▸ EXERCISE GOAL: Could you copy out all the lines in the material below where the word "other" occurs?

▸ RAW DATA:
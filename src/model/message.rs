//! # Protocol Messages
//!
//! The seven-variant [`VaspMessage`] hierarchy exchanged between two
//! VASPs over one session: a session handshake, four transfer steps and
//! a termination notice.
//!
//! Every message carries a [`Header`] with a fixed-width message id
//! (logical ordering), the session correlation id, the wire message-type
//! tag and an optional response code. The header's type tag must always
//! match the enum variant; [`VaspMessage::validate`] enforces this plus
//! the id-width invariants on anything that arrived off the wire.

use crate::error::{Result, VaspError};
use crate::model::identity::{TravelRuleParty, TransferSpec, TxRecord, VaspInfo};
use serde::{Deserialize, Serialize};

/// Width of message and session identifiers in hex characters (128 bits).
pub const MSG_ID_LENGTH: usize = 32;

fn require_id(value: &str, what: &str) -> Result<()> {
    if value.len() != MSG_ID_LENGTH {
        return Err(VaspError::Format(format!(
            "{what} must be {MSG_ID_LENGTH} hex characters, got {}",
            value.len()
        )));
    }
    if !value.chars().all(|c| c.is_ascii_hexdigit()) {
        return Err(VaspError::Format(format!("{what} is not valid hex")));
    }
    Ok(())
}

fn random_id() -> String {
    use rand::RngCore;
    let mut bytes = [0u8; MSG_ID_LENGTH / 2];
    rand::thread_rng().fill_bytes(&mut bytes);
    hex::encode(bytes)
}

/// Fixed-width hex message identifier, unique within a session.
///
/// Ids are zero-padded so lexicographic order equals numeric order;
/// they carry the logical ordering the transport does not guarantee.
#[derive(Debug, Clone, PartialEq, Eq, PartialOrd, Ord, Hash, Serialize, Deserialize)]
#[serde(transparent)]
pub struct MessageId(String);

impl MessageId {
    pub fn new(id: impl Into<String>) -> Result<Self> {
        let id = id.into();
        require_id(&id, "message id")?;
        Ok(Self(id.to_lowercase()))
    }

    /// Zero-padded id for a numeric index, handy for fixtures.
    pub fn from_index(index: u128) -> Self {
        Self(format!("{index:032x}"))
    }

    pub fn random() -> Self {
        Self(random_id())
    }

    pub fn as_str(&self) -> &str {
        &self.0
    }
}

/// Fixed-width hex session correlation identifier, assigned by the
/// initiating VASP on the session request.
#[derive(Debug, Clone, PartialEq, Eq, Hash, Serialize, Deserialize)]
#[serde(transparent)]
pub struct SessionId(String);

impl SessionId {
    pub fn new(id: impl Into<String>) -> Result<Self> {
        let id = id.into();
        require_id(&id, "session id")?;
        Ok(Self(id.to_lowercase()))
    }

    pub fn random() -> Self {
        Self(random_id())
    }

    pub fn as_str(&self) -> &str {
        &self.0
    }
}

impl std::fmt::Display for SessionId {
    fn fmt(&self, f: &mut std::fmt::Formatter<'_>) -> std::fmt::Result {
        f.write_str(&self.0)
    }
}

/// Wire tags of the protocol message types.
#[derive(Debug, Clone, Copy, PartialEq, Eq, Hash, Serialize, Deserialize)]
#[serde(into = "u32", try_from = "u32")]
pub enum MessageType {
    SessionRequest,
    SessionReply,
    TransferRequest,
    TransferReply,
    TransferDispatch,
    TransferConfirmation,
    Termination,
}

impl MessageType {
    /// Numeric tag used on the wire.
    pub fn wire_code(self) -> u32 {
        match self {
            MessageType::SessionRequest => 110,
            MessageType::SessionReply => 150,
            MessageType::TransferRequest => 210,
            MessageType::TransferReply => 250,
            MessageType::TransferDispatch => 310,
            MessageType::TransferConfirmation => 350,
            MessageType::Termination => 910,
        }
    }

    pub fn name(self) -> &'static str {
        match self {
            MessageType::SessionRequest => "SessionRequest",
            MessageType::SessionReply => "SessionReply",
            MessageType::TransferRequest => "TransferRequest",
            MessageType::TransferReply => "TransferReply",
            MessageType::TransferDispatch => "TransferDispatch",
            MessageType::TransferConfirmation => "TransferConfirmation",
            MessageType::Termination => "Termination",
        }
    }

    /// The message type a counterparty answers this one with, if any.
    pub fn successor(self) -> Option<MessageType> {
        match self {
            MessageType::SessionRequest => Some(MessageType::SessionReply),
            MessageType::SessionReply => Some(MessageType::TransferRequest),
            MessageType::TransferRequest => Some(MessageType::TransferReply),
            MessageType::TransferReply => Some(MessageType::TransferDispatch),
            MessageType::TransferDispatch => Some(MessageType::TransferConfirmation),
            MessageType::TransferConfirmation => Some(MessageType::Termination),
            MessageType::Termination => None,
        }
    }
}

impl From<MessageType> for u32 {
    fn from(value: MessageType) -> Self {
        value.wire_code()
    }
}

impl TryFrom<u32> for MessageType {
    type Error = VaspError;

    fn try_from(value: u32) -> Result<Self> {
        match value {
            110 => Ok(MessageType::SessionRequest),
            150 => Ok(MessageType::SessionReply),
            210 => Ok(MessageType::TransferRequest),
            250 => Ok(MessageType::TransferReply),
            310 => Ok(MessageType::TransferDispatch),
            350 => Ok(MessageType::TransferConfirmation),
            910 => Ok(MessageType::Termination),
            other => Err(VaspError::Format(format!("unknown message type {other}"))),
        }
    }
}

impl std::fmt::Display for MessageType {
    fn fmt(&self, f: &mut std::fmt::Formatter<'_>) -> std::fmt::Result {
        f.write_str(self.name())
    }
}

/// Outcome code attached to reply-class messages.
#[derive(Debug, Clone, Copy, PartialEq, Eq, Hash, Serialize, Deserialize)]
#[serde(into = "u32", try_from = "u32")]
pub enum VaspResponseCode {
    Ok,
    TransferDeclined,
    TcAssetsNotReceived,
}

impl From<VaspResponseCode> for u32 {
    fn from(value: VaspResponseCode) -> Self {
        match value {
            VaspResponseCode::Ok => 1,
            VaspResponseCode::TransferDeclined => 2,
            VaspResponseCode::TcAssetsNotReceived => 3,
        }
    }
}

impl TryFrom<u32> for VaspResponseCode {
    type Error = VaspError;

    fn try_from(value: u32) -> Result<Self> {
        match value {
            1 => Ok(VaspResponseCode::Ok),
            2 => Ok(VaspResponseCode::TransferDeclined),
            3 => Ok(VaspResponseCode::TcAssetsNotReceived),
            other => Err(VaspError::Format(format!("unknown response code {other}"))),
        }
    }
}

/// How the transport protects a message in flight. Orthogonal to
/// signing: signing proves authorship, encryption protects
/// confidentiality.
#[derive(Debug, Clone, Copy, PartialEq, Eq, Hash, Serialize, Deserialize)]
pub enum EncryptionType {
    Symmetric,
    Asymmetric,
}

/// Shared header of every protocol message.
#[derive(Debug, Clone, PartialEq, Eq, Serialize, Deserialize)]
pub struct Header {
    pub message_id: MessageId,
    pub session_id: SessionId,
    pub message_type: MessageType,
    /// Absent until a handler sets it; only reply-class messages carry one.
    #[serde(default, skip_serializing_if = "Option::is_none")]
    pub response_code: Option<VaspResponseCode>,
}

impl Header {
    pub fn new(message_id: MessageId, session_id: SessionId, message_type: MessageType) -> Self {
        Self {
            message_id,
            session_id,
            message_type,
            response_code: None,
        }
    }
}

/// Opens a session: the initiator introduces itself.
#[derive(Debug, Clone, PartialEq, Eq, Serialize, Deserialize)]
pub struct SessionRequest {
    pub header: Header,
    #[serde(default)]
    pub comment: String,
    pub sender: VaspInfo,
}

/// Accepts (or declines, via response code) a session request.
#[derive(Debug, Clone, PartialEq, Eq, Serialize, Deserialize)]
pub struct SessionReply {
    pub header: Header,
    #[serde(default)]
    pub comment: String,
    pub sender: VaspInfo,
}

/// Announces a transfer: originator, beneficiary and amount.
#[derive(Debug, Clone, PartialEq, Eq, Serialize, Deserialize)]
pub struct TransferRequest {
    pub header: Header,
    #[serde(default)]
    pub comment: String,
    pub originator: TravelRuleParty,
    pub beneficiary: TravelRuleParty,
    pub transfer: TransferSpec,
}

/// Answers a transfer request with the settlement address.
#[derive(Debug, Clone, PartialEq, Eq, Serialize, Deserialize)]
pub struct TransferReply {
    pub header: Header,
    #[serde(default)]
    pub comment: String,
    #[serde(default, skip_serializing_if = "Option::is_none")]
    pub destination_address: Option<String>,
}

/// Reports the executed settlement transaction.
#[derive(Debug, Clone, PartialEq, Eq, Serialize, Deserialize)]
pub struct TransferDispatch {
    pub header: Header,
    #[serde(default)]
    pub comment: String,
    #[serde(default, skip_serializing_if = "Option::is_none")]
    pub tx: Option<TxRecord>,
}

/// Confirms (or disputes, via response code) receipt of the assets.
#[derive(Debug, Clone, PartialEq, Eq, Serialize, Deserialize)]
pub struct TransferConfirmation {
    pub header: Header,
    #[serde(default)]
    pub comment: String,
    #[serde(default, skip_serializing_if = "Option::is_none")]
    pub tx: Option<TxRecord>,
}

/// Closes the session from either side.
#[derive(Debug, Clone, PartialEq, Eq, Serialize, Deserialize)]
pub struct Termination {
    pub header: Header,
    #[serde(default)]
    pub comment: String,
}

/// One protocol message. Each value belongs to exactly one session via
/// `header.session_id`.
#[derive(Debug, Clone, PartialEq, Eq, Serialize, Deserialize)]
pub enum VaspMessage {
    SessionRequest(SessionRequest),
    SessionReply(SessionReply),
    TransferRequest(TransferRequest),
    TransferReply(TransferReply),
    TransferDispatch(TransferDispatch),
    TransferConfirmation(TransferConfirmation),
    Termination(Termination),
}

impl VaspMessage {
    pub fn header(&self) -> &Header {
        match self {
            VaspMessage::SessionRequest(m) => &m.header,
            VaspMessage::SessionReply(m) => &m.header,
            VaspMessage::TransferRequest(m) => &m.header,
            VaspMessage::TransferReply(m) => &m.header,
            VaspMessage::TransferDispatch(m) => &m.header,
            VaspMessage::TransferConfirmation(m) => &m.header,
            VaspMessage::Termination(m) => &m.header,
        }
    }

    pub fn header_mut(&mut self) -> &mut Header {
        match self {
            VaspMessage::SessionRequest(m) => &mut m.header,
            VaspMessage::SessionReply(m) => &mut m.header,
            VaspMessage::TransferRequest(m) => &mut m.header,
            VaspMessage::TransferReply(m) => &mut m.header,
            VaspMessage::TransferDispatch(m) => &mut m.header,
            VaspMessage::TransferConfirmation(m) => &mut m.header,
            VaspMessage::Termination(m) => &mut m.header,
        }
    }

    pub fn comment(&self) -> &str {
        match self {
            VaspMessage::SessionRequest(m) => &m.comment,
            VaspMessage::SessionReply(m) => &m.comment,
            VaspMessage::TransferRequest(m) => &m.comment,
            VaspMessage::TransferReply(m) => &m.comment,
            VaspMessage::TransferDispatch(m) => &m.comment,
            VaspMessage::TransferConfirmation(m) => &m.comment,
            VaspMessage::Termination(m) => &m.comment,
        }
    }

    /// Message type implied by the concrete variant.
    pub fn message_type(&self) -> MessageType {
        match self {
            VaspMessage::SessionRequest(_) => MessageType::SessionRequest,
            VaspMessage::SessionReply(_) => MessageType::SessionReply,
            VaspMessage::TransferRequest(_) => MessageType::TransferRequest,
            VaspMessage::TransferReply(_) => MessageType::TransferReply,
            VaspMessage::TransferDispatch(_) => MessageType::TransferDispatch,
            VaspMessage::TransferConfirmation(_) => MessageType::TransferConfirmation,
            VaspMessage::Termination(_) => MessageType::Termination,
        }
    }

    pub fn session_id(&self) -> &SessionId {
        &self.header().session_id
    }

    /// Check the wire invariants: header tag matches the variant, ids
    /// have the fixed width. Call on anything that was deserialized.
    pub fn validate(&self) -> Result<()> {
        let header = self.header();
        if header.message_type != self.message_type() {
            return Err(VaspError::Format(format!(
                "header type {} does not match message body {}",
                header.message_type,
                self.message_type()
            )));
        }
        require_id(header.message_id.as_str(), "message id")?;
        require_id(header.session_id.as_str(), "session id")?;
        Ok(())
    }
}

#[cfg(test)]
mod tests {
    use super::*;
    use crate::model::identity::VaspCode;

    fn test_vasp_info() -> VaspInfo {
        VaspInfo {
            name: "Test VASP".into(),
            vasp_code: VaspCode::new("7dface61").unwrap(),
            contract_address: "08c3b8b4".into(),
            handshake_key: "aa".repeat(32),
            signing_key: "bb".repeat(64),
        }
    }

    #[test]
    fn message_id_ordering_is_numeric() {
        let a = MessageId::from_index(9);
        let b = MessageId::from_index(10);
        let c = MessageId::from_index(255);
        assert!(a < b);
        assert!(b < c);
    }

    #[test]
    fn message_id_rejects_wrong_width() {
        assert!(MessageId::new("abc").is_err());
        assert!(MessageId::new("g".repeat(MSG_ID_LENGTH)).is_err());
        assert!(MessageId::new("0".repeat(MSG_ID_LENGTH)).is_ok());
    }

    #[test]
    fn wire_codes_round_trip() {
        for mt in [
            MessageType::SessionRequest,
            MessageType::SessionReply,
            MessageType::TransferRequest,
            MessageType::TransferReply,
            MessageType::TransferDispatch,
            MessageType::TransferConfirmation,
            MessageType::Termination,
        ] {
            assert_eq!(MessageType::try_from(mt.wire_code()).unwrap(), mt);
        }
        assert!(MessageType::try_from(111).is_err());
    }

    #[test]
    fn successor_chain_ends_at_termination() {
        let mut ty = MessageType::SessionRequest;
        let mut hops = 0;
        while let Some(next) = ty.successor() {
            ty = next;
            hops += 1;
        }
        assert_eq!(ty, MessageType::Termination);
        assert_eq!(hops, 6);
    }

    #[test]
    fn validate_catches_header_mismatch() {
        let mut msg = VaspMessage::SessionRequest(SessionRequest {
            header: Header::new(
                MessageId::from_index(0),
                SessionId::random(),
                MessageType::SessionRequest,
            ),
            comment: String::new(),
            sender: test_vasp_info(),
        });
        assert!(msg.validate().is_ok());

        msg.header_mut().message_type = MessageType::Termination;
        assert!(msg.validate().is_err());
    }

    #[test]
    fn json_round_trip_preserves_message() {
        let msg = VaspMessage::TransferReply(TransferReply {
            header: Header {
                message_id: MessageId::from_index(3),
                session_id: SessionId::random(),
                message_type: MessageType::TransferReply,
                response_code: Some(VaspResponseCode::Ok),
            },
            comment: "reply".into(),
            destination_address: Some("0xdeadbeef".into()),
        });
        let json = serde_json::to_string(&msg).unwrap();
        let back: VaspMessage = serde_json::from_str(&json).unwrap();
        assert_eq!(back, msg);
    }
}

▸ PROBLEM SOLUTION:
            other => Err(VaspError::Format(format!("unknown message type {other}"))),
            other => Err(VaspError::Format(format!("unknown response code {other}"))),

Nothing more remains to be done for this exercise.